▶ _WORK ORDER_:
Once the line containing "pub fn load(path: &Path)" is found in the entries below, reproduce it and every line after it, stopping at and including the line containing "query, never cached"; reproduce nothing else, and keep each line exact.
+ + + +
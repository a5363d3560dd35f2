use crate::error::{Result, TicketlinkError};
use serde::{Deserialize, Serialize};
use serde_json::Value;
use std::path::Path;
use tokio::sync::watch;

/// Namespace the settings live under in editor configuration payloads.
pub const SETTINGS_SECTION: &str = "ticketlink";
/// Namespace used by the original editor extension, still honored.
pub const LEGACY_SETTINGS_SECTION: &str = "jiraGithubLinker";

const BROWSE_SUFFIX: &str = "/browse/";

fn default_true() -> bool {
    true
}

/// Settings exactly as the user wrote them.
#[derive(Debug, Clone, PartialEq, Eq, Serialize, Deserialize)]
#[serde(rename_all = "camelCase")]
pub struct RawSettings {
    #[serde(default, alias = "jiraBaseUrl")]
    pub tracker_base_url: String,
    #[serde(default, alias = "githubRepoUrl")]
    pub repo_base_url: String,
    #[serde(default = "default_true")]
    pub enable_hover: bool,
    #[serde(default = "default_true")]
    pub enable_code_lens: bool,
}

impl Default for RawSettings {
    fn default() -> Self {
        Self {
            tracker_base_url: String::new(),
            repo_base_url: String::new(),
            enable_hover: true,
            enable_code_lens: true,
        }
    }
}

/// Keys a flat settings object may carry, legacy names included.
const SETTINGS_KEYS: [&str; 6] = [
    "trackerBaseUrl",
    "repoBaseUrl",
    "jiraBaseUrl",
    "githubRepoUrl",
    "enableHover",
    "enableCodeLens",
];

impl RawSettings {
    /// Accepts either a flat settings object or one nested under
    /// [`SETTINGS_SECTION`] / [`LEGACY_SETTINGS_SECTION`].
    ///
    /// Returns `None` when the payload carries no ticketlink settings at all
    /// (`null`, or an object with neither a section nor a known key), which
    /// callers treat as "no change".
    pub fn from_json_value(value: Value) -> Result<Option<Self>> {
        let section = match value {
            Value::Null => return Ok(None),
            Value::Object(mut map) => {
                let nested = match map.remove(SETTINGS_SECTION) {
                    Some(Value::Null) | None => map.remove(LEGACY_SETTINGS_SECTION),
                    found => found,
                };
                match nested {
                    Some(inner @ Value::Object(_)) => inner,
                    Some(Value::Null) | None => {
                        if !SETTINGS_KEYS.iter().any(|key| map.contains_key(*key)) {
                            return Ok(None);
                        }
                        Value::Object(map)
                    }
                    Some(other) => {
                        return Err(TicketlinkError::Config(format!(
                            "`{}` must be an object, got {}",
                            SETTINGS_SECTION, other
                        )));
                    }
                }
            }
            other => {
                return Err(TicketlinkError::Config(format!(
                    "settings must be a JSON object, got {}",
                    other
                )));
            }
        };
        Ok(Some(serde_json::from_value(section)?))
    }

    /// Reads a JSON settings file. A file without ticketlink settings yields
    /// the defaults.
    pub fn load(path: &Path) -> Result<Self> {
        let content = std::fs::read_to_string(path)?;
        let value: Value = serde_json::from_str(&content)?;
        Ok(Self::from_json_value(value)?.unwrap_or_default())
    }
}

/// Settings after normalization. Recomputed for every query, never cached
/// across configuration changes.
#[derive(Debug, Clone, PartialEq, Eq, Serialize)]
#[serde(rename_all = "camelCase")]
pub struct ResolvedConfig {
    pub tracker_base_url: String,
    pub repo_base_url: String,
    pub hover_enabled: bool,
    pub annotations_enabled: bool,
}

impl ResolvedConfig {
    pub fn from_settings(raw: &RawSettings) -> Self {
        Self {
            tracker_base_url: normalize_tracker_base(&raw.tracker_base_url),
            repo_base_url: normalize_repo_base(&raw.repo_base_url),
            hover_enabled: raw.enable_hover,
            annotations_enabled: raw.enable_code_lens,
        }
    }

    pub fn has_tracker(&self) -> bool {
        !self.tracker_base_url.is_empty()
    }

    pub fn has_repo(&self) -> bool {
        !self.repo_base_url.is_empty()
    }

    pub fn has_any_base(&self) -> bool {
        self.has_tracker() || self.has_repo()
    }
}

/// `https://x.atlassian.net` -> `https://x.atlassian.net/browse/`.
pub fn normalize_tracker_base(raw: &str) -> String {
    let mut base = raw.trim().to_string();
    if base.is_empty() || base.ends_with(BROWSE_SUFFIX) {
        return base;
    }
    if !base.ends_with('/') {
        base.push('/');
    }
    if !base.ends_with("browse/") {
        base.push_str("browse/");
    }
    base
}

/// `https://github.com/o/r` -> `https://github.com/o/r/`.
pub fn normalize_repo_base(raw: &str) -> String {
    let mut base = raw.trim().to_string();
    if !base.is_empty() && !base.ends_with('/') {
        base.push('/');
    }
    base
}

/// Owner of the current settings snapshot and the single change channel.
///
/// Readers call [`SettingsStore::resolve`] per query; surfaces that cache
/// presentation subscribe and re-request when notified.
pub struct SettingsStore {
    tx: watch::Sender<RawSettings>,
}

impl SettingsStore {
    pub fn new(initial: RawSettings) -> Self {
        let (tx, _rx) = watch::channel(initial);
        Self { tx }
    }

    pub fn resolve(&self) -> ResolvedConfig {
        ResolvedConfig::from_settings(&self.tx.borrow())
    }

    /// Replaces the snapshot. Subscribers are notified only when something
    /// actually changed; the return value says whether that happened.
    pub fn update(&self, raw: RawSettings) -> bool {
        let changed = self.tx.send_if_modified(|current| {
            if *current == raw {
                false
            } else {
                *current = raw;
                true
            }
        });
        if changed {
            tracing::info!("ticketlink settings changed");
        }
        changed
    }

    pub fn subscribe(&self) -> watch::Receiver<RawSettings> {
        self.tx.subscribe()
    }
}

impl Default for SettingsStore {
    fn default() -> Self {
        Self::new(RawSettings::default())
    }
}

#[cfg(test)]
mod tests {
    use super::*;
    use serde_json::json;

    #[test]
    fn tracker_base_gets_browse_suffix() {
        assert_eq!(
            normalize_tracker_base("https://x.atlassian.net"),
            "https://x.atlassian.net/browse/"
        );
        assert_eq!(
            normalize_tracker_base("  https://x.atlassian.net/  "),
            "https://x.atlassian.net/browse/"
        );
        assert_eq!(
            normalize_tracker_base("https://x.atlassian.net/browse"),
            "https://x.atlassian.net/browse/"
        );
        assert_eq!(
            normalize_tracker_base("https://x.atlassian.net/browse/"),
            "https://x.atlassian.net/browse/"
        );
        assert_eq!(normalize_tracker_base("   "), "");
    }

    #[test]
    fn repo_base_gets_single_trailing_slash() {
        assert_eq!(
            normalize_repo_base("https://github.com/o/r"),
            "https://github.com/o/r/"
        );
        assert_eq!(
            normalize_repo_base("https://github.com/o/r/"),
            "https://github.com/o/r/"
        );
        assert_eq!(normalize_repo_base(""), "");
    }

    #[test]
    fn normalization_is_idempotent() {
        let inputs = [
            "",
            "https://x.atlassian.net",
            "https://x.atlassian.net/",
            "https://x.atlassian.net/browse",
            "https://x.atlassian.net/browse/",
            " https://github.com/o/r ",
            "https://github.com/o/r/",
        ];
        for input in inputs {
            let once = normalize_tracker_base(input);
            assert_eq!(normalize_tracker_base(&once), once, "tracker {input:?}");
            assert!(!once.contains("browse/browse/"));
            let once = normalize_repo_base(input);
            assert_eq!(normalize_repo_base(&once), once, "repo {input:?}");
        }
    }

    #[test]
    fn settings_defaults_enable_both_surfaces() {
        let raw = RawSettings::from_json_value(json!({ "ticketlink": {} }))
            .unwrap()
            .unwrap();
        assert_eq!(raw, RawSettings::default());
        let resolved = ResolvedConfig::from_settings(&raw);
        assert!(resolved.hover_enabled);
        assert!(resolved.annotations_enabled);
        assert!(!resolved.has_any_base());
    }

    #[test]
    fn settings_accept_namespaced_and_legacy_keys() {
        let raw = RawSettings::from_json_value(json!({
            "ticketlink": { "trackerBaseUrl": "https://x.atlassian.net", "enableHover": false }
        }))
        .unwrap()
        .unwrap();
        assert_eq!(raw.tracker_base_url, "https://x.atlassian.net");
        assert!(!raw.enable_hover);

        let legacy = RawSettings::from_json_value(json!({
            "jiraGithubLinker": { "jiraBaseUrl": "https://j", "githubRepoUrl": "https://g/o/r" }
        }))
        .unwrap()
        .unwrap();
        assert_eq!(legacy.tracker_base_url, "https://j");
        assert_eq!(legacy.repo_base_url, "https://g/o/r");
    }

    #[test]
    fn settings_reject_non_objects() {
        assert!(RawSettings::from_json_value(json!("nope")).is_err());
        assert!(RawSettings::from_json_value(json!({ "ticketlink": 3 })).is_err());
    }

    #[test]
    fn payloads_without_ticketlink_settings_mean_no_change() {
        assert_eq!(RawSettings::from_json_value(Value::Null).unwrap(), None);
        assert_eq!(RawSettings::from_json_value(json!({})).unwrap(), None);
        assert_eq!(
            RawSettings::from_json_value(json!({ "editor": { "tabSize": 4 } })).unwrap(),
            None
        );
        assert_eq!(
            RawSettings::from_json_value(json!({ "ticketlink": null, "editor": {} })).unwrap(),
            None
        );

        let flat = RawSettings::from_json_value(json!({ "repoBaseUrl": "https://github.com/o/r" }))
            .unwrap()
            .unwrap();
        assert_eq!(flat.repo_base_url, "https://github.com/o/r");

        let legacy_after_null = RawSettings::from_json_value(json!({
            "ticketlink": null,
            "jiraGithubLinker": { "jiraBaseUrl": "https://j" }
        }))
        .unwrap()
        .unwrap();
        assert_eq!(legacy_after_null.tracker_base_url, "https://j");
    }

    #[test]
    fn store_notifies_only_on_change() {
        let store = SettingsStore::default();
        let mut rx = store.subscribe();
        assert!(!store.update(RawSettings::default()));
        assert!(!rx.has_changed().unwrap());

        let raw = RawSettings {
            repo_base_url: "https://github.com/o/r".into(),
            ..RawSettings::default()
        };
        assert!(store.update(raw));
        assert!(rx.has_changed().unwrap());
        assert_eq!(store.resolve().repo_base_url, "https://github.com/o/r/");
    }
}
+ + + +
▶ _SOLUTION_:
    pub fn load(path: &Path) -> Result<Self> {
        let content = std::fs::read_to_string(path)?;
        let value: Value = serde_json::from_str(&content)?;
        Ok(Self::from_json_value(value)?.unwrap_or_default())
    }
}

/// Settings after normalization. Recomputed for every query, never cached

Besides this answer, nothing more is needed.